Activity
Go through the records and copy each line where the string "report" occurs.

Provided entries
####
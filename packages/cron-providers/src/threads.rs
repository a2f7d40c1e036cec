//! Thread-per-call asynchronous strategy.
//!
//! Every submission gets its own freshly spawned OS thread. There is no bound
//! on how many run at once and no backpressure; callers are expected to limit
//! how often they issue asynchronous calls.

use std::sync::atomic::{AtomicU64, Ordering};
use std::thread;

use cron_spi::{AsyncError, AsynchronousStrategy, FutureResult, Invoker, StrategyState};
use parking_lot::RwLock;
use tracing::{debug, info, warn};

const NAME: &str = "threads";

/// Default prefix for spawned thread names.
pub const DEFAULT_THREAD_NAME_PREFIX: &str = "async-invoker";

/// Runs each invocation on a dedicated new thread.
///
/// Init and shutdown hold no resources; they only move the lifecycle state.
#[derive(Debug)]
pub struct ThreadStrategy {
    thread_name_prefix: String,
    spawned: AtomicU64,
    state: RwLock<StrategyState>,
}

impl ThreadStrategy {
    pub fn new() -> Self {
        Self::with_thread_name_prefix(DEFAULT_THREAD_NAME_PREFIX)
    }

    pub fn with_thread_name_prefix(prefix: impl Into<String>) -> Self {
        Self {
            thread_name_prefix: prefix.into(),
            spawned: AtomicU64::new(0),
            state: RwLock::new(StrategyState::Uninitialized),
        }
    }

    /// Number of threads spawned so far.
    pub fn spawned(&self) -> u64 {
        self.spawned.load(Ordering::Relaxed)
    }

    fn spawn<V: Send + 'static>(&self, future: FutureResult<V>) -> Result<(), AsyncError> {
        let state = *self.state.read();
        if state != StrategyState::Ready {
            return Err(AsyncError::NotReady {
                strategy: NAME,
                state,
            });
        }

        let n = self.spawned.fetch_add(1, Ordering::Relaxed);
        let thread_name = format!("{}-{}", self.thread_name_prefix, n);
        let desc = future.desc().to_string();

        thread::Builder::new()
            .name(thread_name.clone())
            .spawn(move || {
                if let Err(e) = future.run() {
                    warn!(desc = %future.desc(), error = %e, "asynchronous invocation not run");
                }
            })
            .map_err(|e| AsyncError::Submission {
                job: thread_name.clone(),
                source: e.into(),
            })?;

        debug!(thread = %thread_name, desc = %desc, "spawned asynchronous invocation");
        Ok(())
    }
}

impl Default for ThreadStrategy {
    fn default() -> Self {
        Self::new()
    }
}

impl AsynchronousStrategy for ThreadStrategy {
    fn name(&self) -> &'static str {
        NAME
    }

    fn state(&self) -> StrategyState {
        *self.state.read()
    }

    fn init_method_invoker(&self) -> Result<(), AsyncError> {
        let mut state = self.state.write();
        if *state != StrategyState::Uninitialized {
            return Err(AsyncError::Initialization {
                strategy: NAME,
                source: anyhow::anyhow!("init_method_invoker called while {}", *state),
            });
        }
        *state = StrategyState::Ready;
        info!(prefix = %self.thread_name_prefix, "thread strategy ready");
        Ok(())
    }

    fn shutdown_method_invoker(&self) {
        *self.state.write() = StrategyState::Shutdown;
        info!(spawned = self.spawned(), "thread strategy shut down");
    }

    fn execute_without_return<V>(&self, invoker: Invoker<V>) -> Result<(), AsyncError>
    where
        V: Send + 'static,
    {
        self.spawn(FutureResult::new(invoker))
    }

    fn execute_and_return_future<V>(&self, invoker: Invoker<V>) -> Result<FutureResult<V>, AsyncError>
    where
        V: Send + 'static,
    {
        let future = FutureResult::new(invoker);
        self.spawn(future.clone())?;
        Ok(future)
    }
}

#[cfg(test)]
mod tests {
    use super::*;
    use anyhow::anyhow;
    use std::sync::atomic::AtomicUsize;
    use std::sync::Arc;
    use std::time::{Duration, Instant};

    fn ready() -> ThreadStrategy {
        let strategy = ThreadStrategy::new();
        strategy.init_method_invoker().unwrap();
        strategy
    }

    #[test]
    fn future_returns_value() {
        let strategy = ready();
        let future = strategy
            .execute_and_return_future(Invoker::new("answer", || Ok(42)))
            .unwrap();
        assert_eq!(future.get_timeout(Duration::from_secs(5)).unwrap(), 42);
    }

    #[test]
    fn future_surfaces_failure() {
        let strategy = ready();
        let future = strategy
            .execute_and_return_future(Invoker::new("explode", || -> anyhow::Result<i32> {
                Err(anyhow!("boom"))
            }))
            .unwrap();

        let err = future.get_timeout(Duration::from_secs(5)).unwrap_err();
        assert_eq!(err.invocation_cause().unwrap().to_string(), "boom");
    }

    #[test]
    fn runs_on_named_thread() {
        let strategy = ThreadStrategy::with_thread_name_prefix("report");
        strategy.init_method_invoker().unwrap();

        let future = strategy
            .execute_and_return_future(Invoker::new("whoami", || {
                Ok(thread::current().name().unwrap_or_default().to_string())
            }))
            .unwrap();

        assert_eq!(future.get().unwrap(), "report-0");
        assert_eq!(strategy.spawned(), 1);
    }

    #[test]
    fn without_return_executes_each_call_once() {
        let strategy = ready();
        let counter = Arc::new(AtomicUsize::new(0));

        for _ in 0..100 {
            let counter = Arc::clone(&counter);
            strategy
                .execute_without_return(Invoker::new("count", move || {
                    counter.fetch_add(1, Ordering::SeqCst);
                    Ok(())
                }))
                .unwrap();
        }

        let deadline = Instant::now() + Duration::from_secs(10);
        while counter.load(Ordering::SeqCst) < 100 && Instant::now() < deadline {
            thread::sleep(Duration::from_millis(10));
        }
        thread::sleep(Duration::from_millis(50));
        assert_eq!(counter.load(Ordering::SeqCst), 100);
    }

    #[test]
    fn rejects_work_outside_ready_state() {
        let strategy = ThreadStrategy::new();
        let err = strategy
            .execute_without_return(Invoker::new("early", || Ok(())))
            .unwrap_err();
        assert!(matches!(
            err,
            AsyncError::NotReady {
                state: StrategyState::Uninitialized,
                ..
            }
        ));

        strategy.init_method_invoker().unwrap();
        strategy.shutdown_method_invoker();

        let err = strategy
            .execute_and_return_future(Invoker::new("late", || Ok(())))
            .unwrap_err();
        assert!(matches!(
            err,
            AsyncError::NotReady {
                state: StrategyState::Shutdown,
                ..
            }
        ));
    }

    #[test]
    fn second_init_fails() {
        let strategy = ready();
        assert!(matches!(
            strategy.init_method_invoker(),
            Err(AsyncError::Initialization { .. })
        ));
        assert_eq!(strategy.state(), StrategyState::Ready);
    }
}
####
Output below
        let strategy = ThreadStrategy::with_thread_name_prefix("report");
        assert_eq!(future.get().unwrap(), "report-0");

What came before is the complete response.